Cindy avait un don inné pour ce métier. En outre, son charme et ses origines exotiques faisaient merveille devant les caméras. Elle devint rapidement la star de l'émission et, un mois plus tard, elle grimpa sur la plus haute marche du podium, remportant ainsi le premier concours de mannequins organisé par la chaîne. Le prix consistait en un contrat professionnel en bonne et due forme. Sa première séance photo aurait lieu la semaine suivante, sur la terrasse d'une des tours jumelles du World Trade Center de New York. L'avenir s'annonçait radieux pour la fille de bûcheron de l'Alaska devenue la reine du bal audiovisuel.

Les prises de vues devaient débuter un mardi matin à six heures. Une longue limousine vint la prendre devant son hôtel pour la conduire jusqu'au pied de la tour Nord, alors que l'aube tardait encore. Le photographe arriva peu après. Il commença à monter son matériel sur des trépieds pendant qu'une maquilleuse préparait Cindy pour les prises de vues. Les vêtements qu'elle avait revêtus étaient plutôt légers et elle frissonna. À cette heure matinale, il ne faisait pas bien chaud sur cette terrasse battue par les vents. Elle portait aux pieds de minuscules sandalettes de grande marque que le photographe n'avait de cesse d'observer.

— Vous avez des pieds magnifiques. Vous permettez que je prenne quelques clichés?

— Bien entendu.

— Vous devriez poser pour des marques de chaussures, dit-il, tout en mitraillant les petons de son modèle. Si vous voulez, je vous mettrai en contact avec des publicitaires.

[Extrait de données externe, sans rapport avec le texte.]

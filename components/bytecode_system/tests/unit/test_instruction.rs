//! Tests for instruction encoding

use bytecode_system::instruction::{MAXARG_A, MAXARG_BX, OFFSET_SBX, OFFSET_SC};
use bytecode_system::{Instruction, OpCode};

#[test]
fn test_abc_extremes() {
    let i = Instruction::abc(OpCode::SetList, MAXARG_A, 255, 255, true);
    assert_eq!(i.a(), MAXARG_A);
    assert_eq!(i.b(), 255);
    assert_eq!(i.c(), 255);
    assert!(i.k());
    assert_eq!(i.opcode(), Some(OpCode::SetList));
}

#[test]
fn test_bx_extremes() {
    let i = Instruction::abx(OpCode::LoadK, 7, MAXARG_BX);
    assert_eq!(i.bx(), MAXARG_BX);
    assert_eq!(i.a(), 7);
}

#[test]
fn test_sbx_range() {
    let lo = Instruction::asbx(OpCode::LoadI, 0, -OFFSET_SBX);
    let hi = Instruction::asbx(OpCode::LoadI, 0, OFFSET_SBX);
    assert_eq!(lo.sbx(), -OFFSET_SBX);
    assert_eq!(hi.sbx(), OFFSET_SBX);
}

#[test]
fn test_signed_c_operand() {
    let i = Instruction::abc(OpCode::AddI, 0, 1, (OFFSET_SC + 10) as u32, false);
    assert_eq!(i.sc(), 10);
}

#[test]
fn test_ax_operand() {
    let i = Instruction::ax(OpCode::ExtraArg, 1 << 20);
    assert_eq!(i.ax_arg(), 1 << 20);
    assert_eq!(i.opcode(), Some(OpCode::ExtraArg));
}

#[test]
fn test_unknown_opcode_decodes_to_none() {
    let i = Instruction(0x7f);
    assert_eq!(i.opcode(), None);
    assert_eq!(i.raw_opcode(), 0x7f);
}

— C'est très gentil à vous, fit-elle, adoptant une pose affriolante en guise de remerciement.

La séance proprement dite débuta ensuite par une série de photos dynamiques. Le soleil se levait sur New York et la journée s'annonçait splendide. Le ciel était d'un bleu pur sans nuages. En bas des tours, la ville s'éveillait à la vie trépidante. Cindy se prêta à tous les caprices du photographe de bon coeur. Ravi, l'homme gâchait pellicule sur pellicule pour immortaliser à jamais le corps de rêve qui s'offrait à lui.

À huit heures trente, sa montre sonna. Il expliqua que les prises de vues étaient maintenant terminées. Il remercia son modèle et commença à ranger ses appareils dans leurs étuis. La séance, disait-il, avait été fructueuse. Il lui promit qu'elle serait la première d'une longue série.

— S'il vous plaît, supplia-t-elle, pourquoi ne ferions-nous pas d'autres clichés ? Il y a ici des robes que je n'ai même pas essayées. Je suis sûre qu'elles m'iraient à merveille.

Le photographe arrêta de démonter les trépieds et la fixa.

— J'ai une séance photo à dix heures dans Central Park, expliqua-t-il. Si vous tardez, votre voiture sera repartie et vous en serez quitte pour rentrer en taxi.

Elle insista, prenant son air le plus enjôleur.

— S'il vous plaît, minauda-t-elle, juste une dernière série.

L'homme maugréa et finit par se plier à ses caprices.

— D'accord, seulement quelques clichés avec la robe Gucci et les sandalettes Prada. Venez par ici, près de la balustrade; la luminosité est exceptionnelle. J'en profiterai pour prendre l'Empire State Building en arrière-plan.

Cindy s'illumina.

— Merci, fit-elle en sautillant sur place, vous n'aurez pas à le regretter.

Comment refuser cet extra à une si charmante ingénue? pensa le photographe en rechargeant son appareil. Il mitrailla donc la belle sous toutes les coutures. À parler franc, il se focalisa plus particulièrement sur ses pieds et son visage. Cette femme avait vraiment quelque chose de plus que les autres, songeait-il en l'observant à travers son objectif. Ce petit supplément d'âme qui faisait la différence entre un simple modèle et une grande star.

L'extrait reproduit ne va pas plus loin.